■ **Work to complete**
The answer must be a single number: the count of lines in the data below that hold the word "TransportResult".

----

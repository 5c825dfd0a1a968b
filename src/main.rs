//! MCP Server Entry Point
//!
//! Loads configuration, initializes logging on stderr, indexes the content
//! root and serves the configured transport. Exits with code 0 once stdin is
//! closed.

use anyhow::Result;
use tracing::{Level, info};
use tracing_subscriber::{EnvFilter, fmt};

use tsunami_context_server::core::{Config, McpServer, TransportService};

#[tokio::main]
async fn main() -> Result<()> {
    // Load configuration from environment
    let config = Config::from_env();

    init_logging(&config.logging.level, config.logging.with_timestamps);

    info!("Starting {} v{}", config.server.name, config.server.version);
    info!("Content root: {:?}", config.resources.content_root);

    let server = McpServer::new(config.clone());

    info!(
        "Server initialized with {} resources",
        server.resource_count()
    );

    let transport = TransportService::new(config.transport);
    transport.run(server).await?;

    info!("Server shutting down");

    Ok(())
}

/// Initialize the logging subsystem.
///
/// Logs always go to stderr; stdout carries the protocol.
fn init_logging(level: &str, with_timestamps: bool) {
    let level = match level.to_lowercase().as_str() {
        "trace" => Level::TRACE,
        "debug" => Level::DEBUG,
        "info" => Level::INFO,
        "warn" => Level::WARN,
        "error" => Level::ERROR,
        _ => Level::INFO,
    };

    let filter = EnvFilter::from_default_env().add_directive(level.into());

    let builder = fmt()
        .with_env_filter(filter)
        .with_target(true)
        .with_thread_ids(false)
        .with_file(false)
        .with_line_number(false)
        .with_writer(std::io::stderr);

    if with_timestamps {
        builder.init();
    } else {
        builder.without_time().init();
    }
}
//! Line-delimited JSON-RPC loop shared by the STDIO and TCP transports.
//!
//! Input is read as raw bytes and split on `\n`. Blank lines are dropped;
//! lines that are not a JSON object are logged and dropped without a
//! response, since no request id can be recovered from them. Every request
//! runs on its own task and its response is written as a single line once it
//! completes, so responses follow completion order rather than arrival order.

use serde_json::Value;
use tokio::io::{AsyncBufReadExt, AsyncRead, AsyncWrite, AsyncWriteExt, BufReader, BufWriter};
use tokio::sync::mpsc;
use tracing::{debug, error, warn};

use super::{TransportError, TransportResult};
use crate::core::McpServer;
use crate::core::protocol::{JsonRpcRequest, JsonRpcResponse};

/// Maximum number of responses waiting for the writer.
///
/// The reader stops taking new requests while this many responses are
/// pending, so a client that stops reading output stalls its own input
/// instead of growing memory.
const RESPONSE_BUFFER: usize = 64;

/// Serve requests read from `reader` until it reaches end of input.
///
/// Returns once every in-flight request has been answered and the responses
/// have been flushed to `writer`.
pub async fn serve_lines<R, W>(server: McpServer, reader: R, writer: W) -> TransportResult<()>
where
    R: AsyncRead + Unpin,
    W: AsyncWrite + Unpin + Send + 'static,
{
    let (tx, rx) = mpsc::channel(RESPONSE_BUFFER);
    let writer_task = tokio::spawn(write_responses(writer, rx));

    let mut reader = BufReader::new(reader);
    let mut buf = Vec::new();

    loop {
        buf.clear();
        if reader.read_until(b'\n', &mut buf).await? == 0 {
            debug!("End of input");
            break;
        }

        let line = String::from_utf8_lossy(&buf);
        let line = line.trim();
        if line.is_empty() {
            continue;
        }

        let Some(request) = parse_line(line) else {
            continue;
        };

        let Ok(permit) = tx.clone().reserve_owned().await else {
            warn!("Output closed, no longer reading requests");
            break;
        };

        let id = request.id.clone();
        let is_notification = request.is_notification();
        let server = server.clone();
        spawn_handled(
            async move { server.handle_request(request).await },
            id,
            is_notification,
            permit,
        );
    }

    // The writer drains until the last in-flight request releases its permit.
    drop(tx);
    writer_task
        .await
        .map_err(|e| TransportError::service(e.to_string()))?
}

/// Parse one input line, logging and discarding anything unusable.
fn parse_line(line: &str) -> Option<JsonRpcRequest> {
    let value = match serde_json::from_str(line) {
        Ok(value) => value,
        Err(e) => {
            warn!("Discarding malformed input line: {}", e);
            return None;
        }
    };

    let request = JsonRpcRequest::from_value(value);
    if request.is_none() {
        warn!("Discarding input line that is not a JSON object");
    }
    request
}

/// Run a request handler on its own task and queue its response.
///
/// The handler runs in a nested task so that a panic inside it still
/// produces an internal-error response carrying the request id.
fn spawn_handled<F>(
    handler: F,
    id: Option<Value>,
    is_notification: bool,
    permit: mpsc::OwnedPermit<JsonRpcResponse>,
) where
    F: Future<Output = Option<JsonRpcResponse>> + Send + 'static,
{
    tokio::spawn(async move {
        let response = match tokio::spawn(handler).await {
            Ok(response) => response,
            Err(e) => {
                error!("Request handler failed: {}", e);
                (!is_notification).then(|| JsonRpcResponse::internal_error(id, e.to_string()))
            }
        };

        // Dropping an unused permit returns its slot to the channel.
        if let Some(response) = response {
            permit.send(response);
        }
    });
}

async fn write_responses<W>(
    writer: W,
    mut rx: mpsc::Receiver<JsonRpcResponse>,
) -> TransportResult<()>
where
    W: AsyncWrite + Unpin,
{
    let mut writer = BufWriter::new(writer);

    while let Some(response) = rx.recv().await {
        let mut line = serde_json::to_vec(&response)?;
        line.push(b'\n');
        writer.write_all(&line).await?;
        writer.flush().await?;
    }

    Ok(())
}

#[cfg(test)]
mod tests {
    use super::*;
    use crate::core::Config;
    use crate::core::config::ResourcesConfig;
    use serde_json::json;
    use std::collections::HashMap;
    use std::fs;
    use tempfile::TempDir;
    use tokio::io::AsyncReadExt;

    fn core_root() -> TempDir {
        let temp = TempDir::new().unwrap();
        fs::create_dir(temp.path().join("00_CORE")).unwrap();
        fs::write(temp.path().join("00_CORE/INDEX.md"), "hello").unwrap();
        temp
    }

    fn server_for(root: &std::path::Path) -> McpServer {
        let mut config = Config::default();
        config.resources = ResourcesConfig::with_root(root);
        McpServer::new(config)
    }

    /// Feed `chunks` as successive reads and collect every output line.
    async fn run(server: McpServer, chunks: &[&[u8]]) -> Vec<Value> {
        let mut builder = tokio_test::io::Builder::new();
        for chunk in chunks {
            builder.read(chunk);
        }
        let input = builder.build();
        let (mut client, output) = tokio::io::duplex(64 * 1024);

        serve_lines(server, input, output).await.unwrap();

        let mut raw = String::new();
        client.read_to_string(&mut raw).await.unwrap();
        assert!(raw.is_empty() || raw.ends_with('\n'));
        raw.lines()
            .map(|line| serde_json::from_str(line).unwrap())
            .collect()
    }

    fn by_id(responses: Vec<Value>) -> HashMap<String, Value> {
        responses
            .into_iter()
            .map(|response| (response["id"].to_string(), response))
            .collect()
    }

    #[tokio::test]
    async fn test_end_to_end_list_and_read() {
        let temp = core_root();
        let input: &[&[u8]] = &[
            b"{\"jsonrpc\":\"2.0\",\"id\":1,\"method\":\"resources/list\"}\n",
            b"{\"jsonrpc\":\"2.0\",\"id\":2,\"method\":\"resources/read\",\"params\":{\"uri\":\"tsunami://context/00_CORE/INDEX.md\"}}\n",
        ];

        let responses = by_id(run(server_for(temp.path()), input).await);

        assert_eq!(responses.len(), 2);
        assert_eq!(
            responses["1"]["result"]["resources"][0]["uri"],
            "tsunami://context/00_CORE/INDEX.md"
        );
        assert_eq!(
            responses["2"],
            json!({
                "jsonrpc": "2.0",
                "id": 2,
                "result": {"contents": [{
                    "uri": "tsunami://context/00_CORE/INDEX.md",
                    "mimeType": "text/markdown",
                    "text": "hello"
                }]}
            })
        );
    }

    #[tokio::test]
    async fn test_malformed_line_is_skipped() {
        let temp = core_root();
        let input: &[&[u8]] = &[
            b"this is not json\n",
            b"[1, 2, 3]\n",
            b"{\"jsonrpc\":\"2.0\",\"id\":1,\"method\":\"initialize\"}\n",
        ];

        let responses = run(server_for(temp.path()), input).await;

        assert_eq!(responses.len(), 1);
        assert_eq!(responses[0]["id"], 1);
        assert!(responses[0]["result"]["protocolVersion"].is_string());
    }

    #[tokio::test]
    async fn test_blank_lines_and_crlf() {
        let temp = core_root();
        let input: &[&[u8]] = &[b"\n   \n\r\n{\"id\":4,\"method\":\"foo\"}\r\n\n"];

        let responses = run(server_for(temp.path()), input).await;

        assert_eq!(responses.len(), 1);
        assert_eq!(responses[0]["error"]["code"], -32601);
    }

    #[tokio::test]
    async fn test_request_split_across_reads() {
        let temp = core_root();
        let input: &[&[u8]] = &[
            b"{\"id\":3,\"method\":\"resources/re",
            b"ad\",\"params\":{\"uri\":\"tsunami://context/missing/x.md\"}}\n{\"id\":",
            b"4,\"method\":\"initialize\"}\n",
        ];

        let responses = by_id(run(server_for(temp.path()), input).await);

        assert_eq!(
            responses["3"],
            json!({
                "jsonrpc": "2.0",
                "id": 3,
                "error": {"code": -32602, "message": "Resource not found"}
            })
        );
        assert!(responses["4"]["result"].is_object());
    }

    #[tokio::test]
    async fn test_final_line_without_newline_is_served() {
        let temp = core_root();
        let input: &[&[u8]] = &[b"{\"id\":9,\"method\":\"resources/list\"}"];

        let responses = run(server_for(temp.path()), input).await;

        assert_eq!(responses.len(), 1);
        assert_eq!(responses[0]["id"], 9);
    }

    #[tokio::test]
    async fn test_notifications_produce_no_output() {
        let temp = core_root();
        let input: &[&[u8]] = &[
            b"{\"jsonrpc\":\"2.0\",\"method\":\"notifications/initialized\"}\n",
        ];

        let responses = run(server_for(temp.path()), input).await;

        assert!(responses.is_empty());
    }

    #[tokio::test]
    async fn test_empty_input_exits_cleanly() {
        let temp = core_root();
        let responses = run(server_for(temp.path()), &[]).await;
        assert!(responses.is_empty());
    }

    async fn exploding_handler() -> Option<JsonRpcResponse> {
        panic!("handler blew up")
    }

    #[tokio::test]
    async fn test_panicking_handler_answers_internal_error() {
        let (tx, mut rx) = mpsc::channel(4);

        let permit = tx.clone().reserve_owned().await.unwrap();
        spawn_handled(exploding_handler(), Some(json!(7)), false, permit);

        let response = serde_json::to_value(rx.recv().await.unwrap()).unwrap();
        assert_eq!(response["id"], 7);
        assert_eq!(response["error"]["code"], -32603);
        assert!(response.get("result").is_none());

        // The same channel keeps serving the next request.
        let permit = tx.clone().reserve_owned().await.unwrap();
        spawn_handled(
            async { Some(JsonRpcResponse::success(Some(json!(8)), json!({}))) },
            Some(json!(8)),
            false,
            permit,
        );
        let response = rx.recv().await.unwrap();
        assert_eq!(response.id, Some(json!(8)));
        assert!(response.error.is_none());
    }

    #[tokio::test]
    async fn test_panicking_notification_stays_silent() {
        let (tx, mut rx) = mpsc::channel(1);

        let permit = tx.reserve_owned().await.unwrap();
        spawn_handled(exploding_handler(), None, true, permit);

        assert!(rx.recv().await.is_none());
    }

    #[tokio::test]
    async fn test_more_requests_than_response_buffer() {
        let temp = core_root();
        let mut input = Vec::new();
        for id in 0..(RESPONSE_BUFFER * 2) {
            input.extend_from_slice(
                format!("{{\"id\":{id},\"method\":\"resources/list\"}}\n").as_bytes(),
            );
        }

        let responses = by_id(run(server_for(temp.path()), &[input.as_slice()]).await);

        assert_eq!(responses.len(), RESPONSE_BUFFER * 2);
        assert_eq!(responses["0"]["result"]["resources"][0]["name"], "INDEX");
    }
}
//! Resource index - discovery of markdown documents under the content root.
//!
//! Every immediate subdirectory of the content root is a category, and every
//! `*.md` file inside a category becomes one resource addressed as
//! `<uri_prefix>/<category>/<relative path>`. The index is built once and is
//! never mutated afterwards.

use serde::Serialize;
use std::collections::BTreeMap;
use std::path::{Component, Path, PathBuf};
use tracing::{debug, info, instrument, warn};
use walkdir::{DirEntry, WalkDir};

use super::error::ResourceError;
use crate::core::config::{ResourcesConfig, SecurityConfig};
use crate::core::security::validate_path;

/// Suffix a file name must end with to be indexed (case-sensitive).
const MARKDOWN_EXTENSION: &str = ".md";

/// MIME type reported for every indexed resource.
pub const MARKDOWN_MIME_TYPE: &str = "text/markdown";

/// One indexed markdown document.
///
/// Only `uri`, `name`, `description` and `mimeType` are serialized; the
/// category and backing path stay on the server.
#[derive(Debug, Clone, PartialEq, Eq, Serialize)]
#[serde(rename_all = "camelCase")]
pub struct ResourceEntry {
    pub uri: String,
    pub name: String,
    pub description: String,
    pub mime_type: String,
    #[serde(skip)]
    pub category: String,
    #[serde(skip)]
    pub file_path: PathBuf,
}

impl ResourceEntry {
    /// Build the entry for `relative_path` inside `category`.
    ///
    /// `relative_path` uses `/` separators and is usually a bare file name.
    pub fn new(uri_prefix: &str, category: &str, relative_path: &str, file_path: PathBuf) -> Self {
        let file_name = relative_path.rsplit('/').next().unwrap_or(relative_path);
        let name = file_name
            .strip_suffix(MARKDOWN_EXTENSION)
            .unwrap_or(file_name)
            .to_string();

        Self {
            uri: resource_uri(uri_prefix, category, relative_path),
            name,
            description: format!("{category} - {relative_path}"),
            mime_type: MARKDOWN_MIME_TYPE.to_string(),
            category: category.to_string(),
            file_path,
        }
    }
}

/// Build the URI of a document from its category and relative path.
fn resource_uri(uri_prefix: &str, category: &str, relative_path: &str) -> String {
    format!("{uri_prefix}/{category}/{relative_path}")
}

/// Immutable mapping from URI to indexed document.
///
/// Entries are kept sorted by URI so listings are stable across calls and
/// across runs.
#[derive(Debug, Clone, Default)]
pub struct ResourceIndex {
    root: PathBuf,
    allow_symlinks: bool,
    entries: BTreeMap<String, ResourceEntry>,
}

impl ResourceIndex {
    /// Scan the content root, falling back to an empty index when the root
    /// cannot be read.
    pub fn build(config: &ResourcesConfig, security: &SecurityConfig) -> Self {
        match Self::scan(config, security) {
            Ok(index) => index,
            Err(e) => {
                warn!("Starting with an empty resource index: {}", e);
                Self {
                    root: config.content_root.clone(),
                    allow_symlinks: security.allow_symlinks,
                    entries: BTreeMap::new(),
                }
            }
        }
    }

    /// Scan the content root.
    ///
    /// Fails only when the root itself cannot be opened. Unreadable
    /// categories and individual files are skipped with a warning.
    #[instrument(skip_all, fields(root = %config.content_root.display()))]
    pub fn scan(config: &ResourcesConfig, security: &SecurityConfig) -> Result<Self, ResourceError> {
        let root = config
            .content_root
            .canonicalize()
            .map_err(|e| ResourceError::root_unavailable(&config.content_root, e))?;
        std::fs::read_dir(&root).map_err(|e| ResourceError::root_unavailable(&root, e))?;

        let mut index = Self {
            root,
            allow_symlinks: security.allow_symlinks,
            entries: BTreeMap::new(),
        };

        let categories = WalkDir::new(&index.root)
            .min_depth(1)
            .max_depth(1)
            .sort_by_file_name();

        for entry in categories {
            let entry = match entry {
                Ok(entry) => entry,
                Err(e) => {
                    warn!("Skipping unreadable entry in content root: {}", e);
                    continue;
                }
            };

            if !index.is_category(&entry) {
                debug!("Ignoring non-directory {:?} in content root", entry.path());
                continue;
            }

            let Some(category) = entry.file_name().to_str() else {
                warn!("Skipping category with non UTF-8 name: {:?}", entry.path());
                continue;
            };

            index.scan_category(category, entry.path(), config);
        }

        info!(
            "Indexed {} resources from {:?}",
            index.entries.len(),
            index.root
        );
        Ok(index)
    }

    /// Whether a top-level entry is a usable category directory.
    fn is_category(&self, entry: &DirEntry) -> bool {
        if !entry.path_is_symlink() {
            return entry.file_type().is_dir();
        }

        match validate_path(entry.path(), &self.root, self.allow_symlinks) {
            Ok(target) => target.is_dir(),
            Err(e) => {
                warn!("Skipping category {:?}: {}", entry.path(), e);
                false
            }
        }
    }

    fn scan_category(&mut self, category: &str, category_path: &Path, config: &ResourcesConfig) {
        let max_depth = if config.recursive { usize::MAX } else { 1 };
        let walker = WalkDir::new(category_path)
            .min_depth(1)
            .max_depth(max_depth)
            .follow_links(self.allow_symlinks)
            .sort_by_file_name();

        for entry in walker {
            let entry = match entry {
                Ok(entry) => entry,
                Err(e) => {
                    warn!("Skipping unreadable entry in category {}: {}", category, e);
                    continue;
                }
            };

            let is_markdown = entry
                .file_name()
                .to_str()
                .is_some_and(|name| name.ends_with(MARKDOWN_EXTENSION));
            if !is_markdown || entry.file_type().is_dir() {
                continue;
            }

            let Some(relative_path) = relative_uri_path(entry.path(), category_path) else {
                warn!("Skipping file with non UTF-8 path: {:?}", entry.path());
                continue;
            };

            match validate_path(entry.path(), &self.root, self.allow_symlinks) {
                Ok(target) if target.is_file() => {}
                Ok(_) => continue,
                Err(e) => {
                    warn!("Skipping {:?}: {}", entry.path(), e);
                    continue;
                }
            }

            let resource = ResourceEntry::new(
                &config.uri_prefix,
                category,
                &relative_path,
                entry.path().to_path_buf(),
            );
            debug!("Indexed resource: {}", resource.uri);
            self.entries.insert(resource.uri.clone(), resource);
        }
    }

    /// The content root the index was built from.
    pub fn root(&self) -> &Path {
        &self.root
    }

    /// Whether symlinks inside the root are followed.
    pub fn allow_symlinks(&self) -> bool {
        self.allow_symlinks
    }

    /// Look up a document by URI.
    pub fn get(&self, uri: &str) -> Option<&ResourceEntry> {
        self.entries.get(uri)
    }

    /// Iterate over all documents in URI order.
    pub fn iter(&self) -> impl Iterator<Item = &ResourceEntry> {
        self.entries.values()
    }

    pub fn len(&self) -> usize {
        self.entries.len()
    }

    pub fn is_empty(&self) -> bool {
        self.entries.is_empty()
    }
}

/// Join the components of `path` below `base` with `/`.
fn relative_uri_path(path: &Path, base: &Path) -> Option<String> {
    let relative = path.strip_prefix(base).ok()?;
    let parts = relative
        .components()
        .map(|component| match component {
            Component::Normal(part) => part.to_str(),
            _ => None,
        })
        .collect::<Option<Vec<_>>>()?;
    Some(parts.join("/"))
}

----

■ **Reply**
3